Sarkozy n'est pas opposé à ce que la Chine contribue au sauvetage de la zone
euro. Qu'en pensez-vous ? Le
contact que Nicolas Sarkozy a cru bon de prendre avec le président
chinois, au lendemain de l'accord, en dit long sur la nouvelle dépendance de la
zone euro. La Chine est désormais la maîtresse du jeu, de sorte que le sommet
du G20 des 3 et 4 novembre, qui devait être le moment de vérité
pour le yuan, va consacrer l'empire
économique chinois. Faut-il,
comme l'a déclaré M. Sarkozy, davantage d'intégration dans la zone euro? Oui, à
condition que cette intégration signifie une coordination des politiques
économiques dans le sens de la croissance, une solidarité financière face à
l'adversité et une politique volontariste en matière industrielle. M.

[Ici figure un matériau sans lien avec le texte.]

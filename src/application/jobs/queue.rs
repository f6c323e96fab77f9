use chrono::{DateTime, Duration, Utc};
use rand::Rng;

use crate::{
    application::repos::{JobsRepo, RepoError},
    domain::types::JobType,
};

const MAX_RETRY_DELAY_SECS: i64 = 300;

/// Delay before re-running a job that failed its `attempt`-th try:
/// `2^attempt` seconds capped at five minutes, plus up to a second of
/// jitter.
pub fn retry_delay(attempt: u32) -> Duration {
    let base = 1i64 << attempt.min(16);
    let jitter_ms: i64 = rand::thread_rng().gen_range(0..1_000);
    Duration::seconds(base.min(MAX_RETRY_DELAY_SECS)) + Duration::milliseconds(jitter_ms)
}

/// Enqueue a job with the provided payload, returning the assigned id.
pub async fn enqueue_job<J, P>(
    repo: &J,
    job_type: JobType,
    payload: &P,
    run_at: Option<DateTime<Utc>>,
    max_attempts: i32,
) -> Result<String, RepoError>
where
    J: JobsRepo + ?Sized,
    P: serde::Serialize,
{
    let payload = serde_json::to_value(payload)
        .map_err(|err| RepoError::from_persistence(err.to_string()))?;
    repo.enqueue_job(
        job_type,
        payload,
        run_at.unwrap_or_else(Utc::now),
        max_attempts,
    )
    .await
}

#[cfg(test)]
mod tests {
    use super::*;

    #[test]
    fn retry_delay_doubles_per_attempt() {
        for attempt in 0..6 {
            let base = 1i64 << attempt;
            let delay = retry_delay(attempt);
            assert!(delay >= Duration::seconds(base));
            assert!(delay < Duration::seconds(base) + Duration::seconds(1));
        }
    }

    #[test]
    fn retry_delay_is_capped() {
        for attempt in [10, 16, u32::MAX] {
            let delay = retry_delay(attempt);
            assert!(delay < Duration::seconds(MAX_RETRY_DELAY_SECS) + Duration::seconds(1));
            assert!(delay >= Duration::seconds(MAX_RETRY_DELAY_SECS));
        }
    }
}
//! Postgres-backed repository implementations.

mod build_runs;
mod jobs;
mod outbox;
mod sources;

use std::sync::Arc;

use sqlx::postgres::{PgPool, PgPoolOptions};

use crate::application::repos::RepoError;

/// The schema here is append-and-update only, so the interesting sqlx
/// failures are a missing row and a primary-key collision. Everything
/// else is an infrastructure fault the caller can only report.
fn map_sqlx_error(err: sqlx::Error) -> RepoError {
    match err {
        sqlx::Error::RowNotFound => RepoError::NotFound,
        sqlx::Error::Database(db) if db.is_unique_violation() => RepoError::Duplicate {
            constraint: db.constraint().unwrap_or("unknown").to_string(),
        },
        other => RepoError::from_persistence(other),
    }
}

#[derive(Clone)]
pub struct PostgresRepositories {
    pool: Arc<PgPool>,
}

impl PostgresRepositories {
    pub fn new(pool: PgPool) -> Self {
        Self {
            pool: Arc::new(pool),
        }
    }

    pub fn pool(&self) -> &PgPool {
        &self.pool
    }

    pub async fn connect(url: &str, max_connections: u32) -> Result<PgPool, sqlx::Error> {
        PgPoolOptions::new()
            .max_connections(max_connections)
            .connect(url)
            .await
    }

    pub async fn run_migrations(pool: &PgPool) -> Result<(), sqlx::Error> {
        sqlx::migrate!("./migrations")
            .run(pool)
            .await
            .map_err(Into::into)
    }
}

#[cfg(test)]
mod tests {
    use super::*;

    #[test]
    fn missing_rows_map_to_not_found() {
        assert!(matches!(
            map_sqlx_error(sqlx::Error::RowNotFound),
            RepoError::NotFound
        ));
    }

    #[test]
    fn other_failures_surface_as_persistence_errors() {
        let err = map_sqlx_error(sqlx::Error::PoolTimedOut);
        assert!(matches!(err, RepoError::Persistence(_)));
    }
}
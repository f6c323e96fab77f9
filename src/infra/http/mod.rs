//! Event intake server.

mod events;
mod survey;

pub use survey::{DEFAULT_SURVEY_COOKIE, SurveyConfig, survey_cache_bypass};

use std::sync::Arc;

use axum::{
    Router,
    middleware::from_fn_with_state,
    routing::{get, post},
};

use crate::infra::db::PostgresRepositories;

#[derive(Clone)]
pub struct HttpState {
    pub repositories: Arc<PostgresRepositories>,
}

pub fn build_router(state: HttpState, survey: SurveyConfig) -> Router {
    Router::new()
        .route("/events/page-published", post(events::page_published))
        .route("/events/page-unpublished", post(events::page_unpublished))
        .route("/builds", post(events::manual_build))
        .route("/builds/recent", get(events::recent_builds))
        .route("/builds/{id}", get(events::build_by_id))
        .layer(from_fn_with_state(survey, survey_cache_bypass))
        .with_state(state)
}
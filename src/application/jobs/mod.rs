mod build;
mod context;
mod cron;
mod ingest;
mod invalidate;
mod outbox;
mod publish_scheduled;
mod queue;

pub use build::{BuildJobPayload, enqueue_build_job, process_build_job};
pub use context::{DEFAULT_BUILD_DEADLINE, JobWorkerContext, job_failed};
pub use cron::{
    BuildTick, DispatchNotificationsTick, IngestArticlesTick, IngestVideosTick,
    PublishScheduledTick, SelectiveInvalidateTick, build_schedule,
    dispatch_notifications_schedule, ingest_articles_schedule, ingest_videos_schedule,
    on_build_tick, on_dispatch_notifications_tick, on_ingest_articles_tick,
    on_ingest_videos_tick, on_publish_scheduled_tick, on_selective_invalidate_tick,
    publish_scheduled_schedule, selective_invalidate_schedule,
};
pub use ingest::{IngestJobPayload, enqueue_ingest_job, process_ingest_job};
pub use invalidate::{SelectiveInvalidatePayload, process_selective_invalidate_job};
pub use outbox::{DispatchNotificationsPayload, process_dispatch_notifications_job};
pub use publish_scheduled::{PublishScheduledPayload, process_publish_scheduled_job};
pub use queue::enqueue_job;
//! Element-wise verification against the `rustfft` reference transform.
//!
//! Tolerances are scaled to the problem rather than fixed: a direct sum of
//! *N* terms with angles up to `2 pi N` accumulates an absolute error of
//! roughly `N * eps * sum |x|`, see [`tolerance`].
use crate::{DftError, DftNum, Result};
use rustfft::num_complex::Complex;
use rustfft::FftPlanner;

use crate::strategy::to_float;

/// Safety factor on top of the first-order error bound.
pub const TOLERANCE_FACTOR: f64 = 32.0;

/// Outcome of comparing one element.
#[derive(Debug, Clone, Copy, PartialEq)]
pub struct Check<T> {
    /// Element position
    pub index: usize,
    /// Reference value
    pub expected: Complex<T>,
    /// Value under test
    pub actual: Complex<T>,
    /// `|actual - expected| <= tol`
    pub ok: bool,
}

/// Forward transform computed by `rustfft`, unnormalized.
#[must_use]
pub fn reference_forward<T: DftNum>(data: &[Complex<T>]) -> Vec<Complex<T>> {
    let mut buffer = data.to_vec();
    if !buffer.is_empty() {
        let mut planner = FftPlanner::<T>::new();
        planner.plan_fft_forward(buffer.len()).process(&mut buffer);
    }
    buffer
}

/// Inverse transform computed by `rustfft`, normalized by *N*.
#[must_use]
pub fn reference_inverse<T: DftNum>(data: &[Complex<T>]) -> Vec<Complex<T>> {
    let mut buffer = data.to_vec();
    if !buffer.is_empty() {
        let mut planner = FftPlanner::<T>::new();
        planner.plan_fft_inverse(buffer.len()).process(&mut buffer);
        let n = to_float::<T>(buffer.len());
        for b in buffer.iter_mut() {
            *b = *b / n;
        }
    }
    buffer
}

/// Absolute tolerance for transforming `data`.
///
/// `TOLERANCE_FACTOR * N * eps * max(sum |x|, 1)`. Valid for both a
/// forward transform of `data` and a round trip back to `data`.
#[must_use]
pub fn tolerance<T: DftNum>(data: &[Complex<T>]) -> T {
    let mass = data.iter().fold(T::zero(), |acc, v| acc + v.norm());
    let factor = T::from_f64(TOLERANCE_FACTOR).unwrap_or_else(T::one);
    factor * to_float::<T>(data.len().max(1)) * T::epsilon() * mass.max(T::one())
}

/// Compares `actual` against `expected` element by element.
///
/// Every element is checked, a failing element does not stop the
/// comparison.
///
/// # Errors
/// [`DftError::LengthMismatch`] if the sequences differ in length.
pub fn compare<T: DftNum>(
    actual: &[Complex<T>],
    expected: &[Complex<T>],
    tol: T,
) -> Result<Vec<Check<T>>> {
    if actual.len() != expected.len() {
        return Err(DftError::LengthMismatch {
            expected: expected.len(),
            actual: actual.len(),
        });
    }
    Ok(actual
        .iter()
        .zip(expected.iter())
        .enumerate()
        .map(|(index, (a, e))| Check {
            index,
            expected: *e,
            actual: *a,
            ok: (*a - *e).norm() <= tol,
        })
        .collect())
}

/// Whether every check passed.
#[must_use]
pub fn all_ok<T>(checks: &[Check<T>]) -> bool {
    checks.iter().all(|c| c.ok)
}
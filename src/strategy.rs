//! Summation kernels.
//!
//! Both strategies evaluate the same sum
//! `X[k] = sum_n x[n] * exp(-+ i * 2 pi k n / N)`; they only differ in how a
//! single term is formed. The trigonometric form expands the product into
//! its real and imaginary parts, the exponential form builds the unit phasor
//! and performs one complex multiply-add.
use crate::DftNum;
use rustfft::num_complex::Complex;

/// Evaluation strategy of the summation.
///
/// The strategy does not change the result beyond floating point rounding,
/// see the `equivalence` tests.
#[derive(Debug, Clone, Copy, PartialEq, Eq, Default)]
pub enum Strategy {
    /// Expand every term into `cos`/`sin` products.
    #[default]
    Trigonometric,
    /// Accumulate `x * exp(-+ i * angle)` as a complex multiply-add.
    Exponential,
}

/// Sense of the exponent.
#[derive(Debug, Clone, Copy, PartialEq, Eq)]
pub(crate) enum Direction {
    /// `exp(-i * angle)`, time to frequency domain
    Forward,
    /// `exp(+i * angle)`, frequency to time domain
    Inverse,
}

impl Strategy {
    /// Unnormalized sum for output index `k` over all of `data`.
    pub(crate) fn bin<T: DftNum>(
        self,
        data: &[Complex<T>],
        k: usize,
        direction: Direction,
    ) -> Complex<T> {
        match self {
            Strategy::Trigonometric => trigonometric_bin(data, k, direction),
            Strategy::Exponential => exponential_bin(data, k, direction),
        }
    }
}

/// Converts an index to the float type.
///
/// `FromPrimitive` never fails for float targets, larger values round.
#[inline]
pub(crate) fn to_float<T: DftNum>(v: usize) -> T {
    T::from_usize(v).unwrap_or_else(T::nan)
}

/// `2 pi k n / N`
#[inline]
fn angle<T: DftNum>(k: T, n: usize, len: T) -> T {
    let two_pi = T::PI() + T::PI();
    two_pi * k * to_float::<T>(n) / len
}

fn trigonometric_bin<T: DftNum>(data: &[Complex<T>], k: usize, direction: Direction) -> Complex<T> {
    let len = to_float::<T>(data.len());
    let k = to_float::<T>(k);
    let mut re = T::zero();
    let mut im = T::zero();
    for (n, x) in data.iter().enumerate() {
        let (sin, cos) = angle(k, n, len).sin_cos();
        match direction {
            Direction::Forward => {
                re = re + x.re * cos + x.im * sin;
                im = im - x.re * sin + x.im * cos;
            }
            Direction::Inverse => {
                re = re + x.re * cos - x.im * sin;
                im = im + x.re * sin + x.im * cos;
            }
        }
    }
    Complex::new(re, im)
}

fn exponential_bin<T: DftNum>(data: &[Complex<T>], k: usize, direction: Direction) -> Complex<T> {
    let len = to_float::<T>(data.len());
    let k = to_float::<T>(k);
    let sign = match direction {
        Direction::Forward => -T::one(),
        Direction::Inverse => T::one(),
    };
    data.iter()
        .enumerate()
        .fold(Complex::new(T::zero(), T::zero()), |acc, (n, x)| {
            acc + *x * Complex::cis(sign * angle(k, n, len))
        })
}
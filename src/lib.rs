//! # rustdft: direct discrete Fourier transform
//!
//! This library evaluates the Discrete Fourier Transform (DFT) and its
//! inverse by the O(N²) summation definition
//!
//! ```text
//! X[k] = sum_n x[n] * exp(-i 2 pi k n / N)
//! x[n] = 1/N * sum_k X[k] * exp(+i 2 pi k n / N)
//! ```
//!
//! Two summation strategies are available, a trigonometric expansion and a
//! complex exponential multiply-add, see [`Strategy`]. They produce the same
//! coefficients up to rounding.
//!
//! The one-shot functions [`forward`] and [`inverse`] use the default
//! configuration. A [`DftHandler`] carries a declared length, the strategy,
//! the normalization and the finite check, and is provided to
//! [`nddft`]/[`ndidft`] alongside 1-dimensional arrays (ndarray).
//!
//! ## Parallel
//! With the `parallel` feature the bins are evaluated in parallel
//! through the parallel abilities of ndarray, see [`nddft_par`].
//!
//! ## Example
//! ```
//! use rustdft::{forward, inverse, Complex};
//!
//! let x: Vec<Complex<f64>> = [1., 2., 3., 4.].iter().map(|&v| Complex::new(v, 0.)).collect();
//! let xhat = forward(&x).unwrap();
//! assert!((xhat[0].re - 10.).abs() < 1e-12);
//! let y = inverse(&xhat).unwrap();
//! assert!((y[3].re - 4.).abs() < 1e-12);
//! ```
#![warn(missing_docs)]
use ndarray::{ArrayBase, Ix1};
#[cfg(feature = "parallel")]
use ndarray::{ArrayViewMut1, Zip};
use ndarray::{Data, DataMut};
use num_traits::{Float, FloatConst};
pub use rustfft::num_complex::Complex;
pub use rustfft::num_traits::Zero;
pub use rustfft::FftNum;
use std::borrow::Cow;
use strategy::{to_float, Direction};
use tracing::{debug, warn};

pub mod bench;
pub mod error;
pub mod report;
pub mod strategy;
pub mod verify;

pub use error::{DftError, Result};
pub use strategy::Strategy;

/// Float types the engine can operate on (`f32`, `f64`).
pub trait DftNum: FftNum + Float + FloatConst {}

impl<T: FftNum + Float + FloatConst> DftNum for T {}

/// Scaling applied to the transform output.
#[derive(Clone, Copy)]
pub enum Normalization<T> {
    /// No scaling in either direction
    None,
    /// Forward unscaled, inverse divided by *N*
    Default,
    /// Custom scaling of the inverse output, forward unscaled
    Custom(fn(&mut [T])),
}

/// Declare procedural macro which creates functions for the individual
/// transforms on 1-dimensional arrays, i.e. dft and idft.
/// Non-contiguous arrays are copied to a temporary buffer.
macro_rules! create_transform {
    (
        $(#[$meta:meta])* $i: ident, $d: expr, $p: ident
    ) => {
        $(#[$meta])*
        ///
        /// # Errors
        /// See [`DftError`].
        pub fn $i<R, S, T>(
            input: &ArrayBase<R, Ix1>,
            output: &mut ArrayBase<S, Ix1>,
            handler: &DftHandler<T>,
        ) -> Result<()>
        where
            T: DftNum,
            R: Data<Elem = Complex<T>>,
            S: Data<Elem = Complex<T>> + DataMut,
        {
            let data: Cow<[Complex<T>]> = match input.as_slice() {
                Some(slice) => Cow::Borrowed(slice),
                None => Cow::Owned(input.to_vec()),
            };
            if let Some(out) = output.as_slice_mut() {
                return handler.$p(&data, out, $d);
            }
            let mut outvec = vec![Complex::zero(); output.len()];
            handler.$p(&data, &mut outvec, $d)?;
            for (y, v) in output.iter_mut().zip(outvec) {
                *y = v;
            }
            Ok(())
        }
    };
}

/// # Direct Discrete Fourier Transform.
///
/// Transforms complex sequences of length *n* to complex sequences of
/// length *n* and vice versa. Evaluation is O(n²), the handler holds no
/// plan, only its configuration.
///
/// The accompanying functions are [`nddft`], [`ndidft`] (serial) and
/// [`nddft_par`], [`ndidft_par`] (parallel).
///
/// # Example
/// ```
/// use ndarray::Array1;
/// use rustdft::{nddft, Complex, DftHandler, Strategy};
///
/// let n = 6;
/// let data = Array1::from_shape_fn(n, |i| Complex::new(i as f64, -(i as f64)));
/// let mut vhat = Array1::<Complex<f64>>::zeros(n);
/// let handler: DftHandler<f64> = DftHandler::new(n).strategy(Strategy::Exponential);
/// nddft(&data, &mut vhat, &handler).unwrap();
/// ```
pub struct DftHandler<T> {
    n: usize,
    strategy: Strategy,
    norm: Normalization<Complex<T>>,
    check_finite: bool,
}

impl<T: DftNum> DftHandler<T> {
    /// Creates a new `DftHandler`.
    ///
    /// # Arguments
    ///
    /// * `n` - Length of the sequences which will be transformed.
    ///
    /// # Examples
    ///
    /// ```
    /// use rustdft::DftHandler;
    /// let handler: DftHandler<f64> = DftHandler::new(10);
    /// ```
    #[must_use]
    pub fn new(n: usize) -> Self {
        DftHandler::<T> {
            n,
            strategy: Strategy::default(),
            norm: Normalization::Default,
            check_finite: true,
        }
    }

    /// Sets the summation strategy.
    #[must_use]
    pub fn strategy(mut self, strategy: Strategy) -> Self {
        self.strategy = strategy;
        self
    }

    /// Sets the normalization.
    ///
    /// # Example
    /// ```
    /// use rustdft::{Complex, DftHandler, Normalization};
    ///
    /// fn halve(data: &mut [Complex<f64>]) {
    ///     for d in data.iter_mut() {
    ///         *d = *d * 0.5;
    ///     }
    /// }
    /// let handler = DftHandler::<f64>::new(4).normalization(Normalization::Custom(halve));
    /// ```
    #[must_use]
    pub fn normalization(mut self, norm: Normalization<Complex<T>>) -> Self {
        self.norm = norm;
        self
    }

    /// Enables or disables rejection of NaN and infinite input (enabled by default).
    ///
    /// When disabled, non-finite values propagate to the output.
    #[must_use]
    pub fn check_finite(mut self, check_finite: bool) -> Self {
        self.check_finite = check_finite;
        self
    }

    /// Declared length.
    #[must_use]
    pub fn len(&self) -> usize {
        self.n
    }

    /// Whether the declared length is zero.
    #[must_use]
    pub fn is_empty(&self) -> bool {
        self.n == 0
    }

    /// Selected summation strategy.
    #[must_use]
    pub fn selected_strategy(&self) -> Strategy {
        self.strategy
    }

    /// Forward transform into a freshly allocated vector.
    ///
    /// # Errors
    /// See [`DftError`].
    pub fn forward(&self, data: &[Complex<T>]) -> Result<Vec<Complex<T>>> {
        let mut out = vec![Complex::zero(); self.n];
        self.dft_lane(data, &mut out, Direction::Forward)?;
        Ok(out)
    }

    /// Inverse transform into a freshly allocated vector.
    ///
    /// # Errors
    /// See [`DftError`].
    pub fn inverse(&self, data: &[Complex<T>]) -> Result<Vec<Complex<T>>> {
        let mut out = vec![Complex::zero(); self.n];
        self.dft_lane(data, &mut out, Direction::Inverse)?;
        Ok(out)
    }

    /// Forward transform into `out`. `out` is left untouched on error.
    ///
    /// # Errors
    /// See [`DftError`].
    pub fn forward_into(&self, data: &[Complex<T>], out: &mut [Complex<T>]) -> Result<()> {
        self.dft_lane(data, out, Direction::Forward)
    }

    /// Inverse transform into `out`. `out` is left untouched on error.
    ///
    /// # Errors
    /// See [`DftError`].
    pub fn inverse_into(&self, data: &[Complex<T>], out: &mut [Complex<T>]) -> Result<()> {
        self.dft_lane(data, out, Direction::Inverse)
    }

    fn dft_lane(
        &self,
        data: &[Complex<T>],
        out: &mut [Complex<T>],
        direction: Direction,
    ) -> Result<()> {
        self.validate(data, out)?;
        debug!(n = self.n, strategy = ?self.strategy, ?direction, "dft");
        for (k, y) in out.iter_mut().enumerate() {
            *y = self.strategy.bin(data, k, direction);
        }
        self.normalize(out, direction);
        Ok(())
    }

    #[cfg(feature = "parallel")]
    fn dft_lane_par(
        &self,
        data: &[Complex<T>],
        out: &mut [Complex<T>],
        direction: Direction,
    ) -> Result<()> {
        self.validate(data, out)?;
        debug!(n = self.n, strategy = ?self.strategy, ?direction, "dft_par");
        let strategy = self.strategy;
        Zip::indexed(ArrayViewMut1::from(&mut *out)).par_for_each(|k, y| {
            *y = strategy.bin(data, k, direction);
        });
        self.normalize(out, direction);
        Ok(())
    }

    fn normalize(&self, out: &mut [Complex<T>], direction: Direction) {
        if direction == Direction::Forward || out.is_empty() {
            return;
        }
        match self.norm {
            Normalization::None => (),
            Normalization::Default => {
                let n = to_float::<T>(out.len());
                for b in out.iter_mut() {
                    *b = *b / n;
                }
            }
            Normalization::Custom(f) => f(out),
        }
    }

    fn validate(&self, data: &[Complex<T>], out: &[Complex<T>]) -> Result<()> {
        Self::assert_size(self.n, data.len())?;
        Self::assert_size(self.n, out.len())?;
        if self.check_finite {
            if let Some(index) = data
                .iter()
                .position(|v| !v.re.is_finite() || !v.im.is_finite())
            {
                warn!(index, n = self.n, "rejecting non-finite dft input");
                return Err(DftError::NonFiniteInput { index });
            }
        }
        Ok(())
    }

    fn assert_size(n: usize, size: usize) -> Result<()> {
        if n == size {
            Ok(())
        } else {
            Err(DftError::LengthMismatch {
                expected: n,
                actual: size,
            })
        }
    }
}

/// Forward transform with the default configuration.
///
/// # Errors
/// [`DftError::NonFiniteInput`] if `data` contains NaN or infinite values.
///
/// # Example
/// ```
/// use rustdft::{forward, Complex};
///
/// assert!(forward::<f64>(&[]).unwrap().is_empty());
/// let xhat = forward(&[Complex::new(2.0f64, 0.0); 3]).unwrap();
/// assert!((xhat[0].re - 6.0).abs() < 1e-12);
/// ```
pub fn forward<T: DftNum>(data: &[Complex<T>]) -> Result<Vec<Complex<T>>> {
    DftHandler::new(data.len()).forward(data)
}

/// Inverse transform with the default configuration, normalized by *N*.
///
/// # Errors
/// [`DftError::NonFiniteInput`] if `data` contains NaN or infinite values.
pub fn inverse<T: DftNum>(data: &[Complex<T>]) -> Result<Vec<Complex<T>>> {
    DftHandler::new(data.len()).inverse(data)
}

create_transform!(
    /// Complex-to-complex direct Fourier Transform (serial).
    /// # Example
    /// ```
    /// use ndarray::Array1;
    /// use rustdft::{nddft, Complex, DftHandler};
    ///
    /// let n = 6;
    /// let data = Array1::from_shape_fn(n, |i| Complex::new(i as f64, -1.0 * i as f64));
    /// let mut vhat = Array1::<Complex<f64>>::zeros(n);
    /// let handler: DftHandler<f64> = DftHandler::new(n);
    /// nddft(&data, &mut vhat, &handler).unwrap();
    /// ```
    nddft,
    Direction::Forward,
    dft_lane
);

Sarkozy a expliqué que la Banque de France aurait un pouvoir de contrôle sur
les banques recapitalisées. Cela doit vous satisfaire… Jugeons
M. Sarkozy sur pièces et non sur paroles. En 2009, lors du plan de sauvetage
des banques, les prêts accordés par l'Etat n'ont été accompagnés d'aucune
contrepartie, de sorte qu'en 2010 les rémunérations les plus hautes du secteur
bancaire ont progressé de 45 %. Je ne vois pas pourquoi M. Sarkozy serait plus
efficace aujourd'hui qu'hier. La
réduction des dépenses promue par Nicolas Sarkozy permettra-t-elle à la France
de conserver son triple A ? Notre
triple A est sous surveillance. Tout dépendra des mesures prises d'ici la fin
de l'année. Quoi qu'il en soit, si la note devait être dégradée, le
président sortant en porterait la responsabilité. La
révision à 1 % du taux de croissance pour 2012 vous paraît-elle raisonnable? C'est
encore trop optimiste compte tenu des plans d'austérité qui s'accumulent dans
la zone euro. Or je ne vois nulle part la moindre politique de croissance :
l'investissement public est en diminution, le soutien à l'investissement privé
est insuffisant, et les retombées du grand emprunt sont cosmétiques. M.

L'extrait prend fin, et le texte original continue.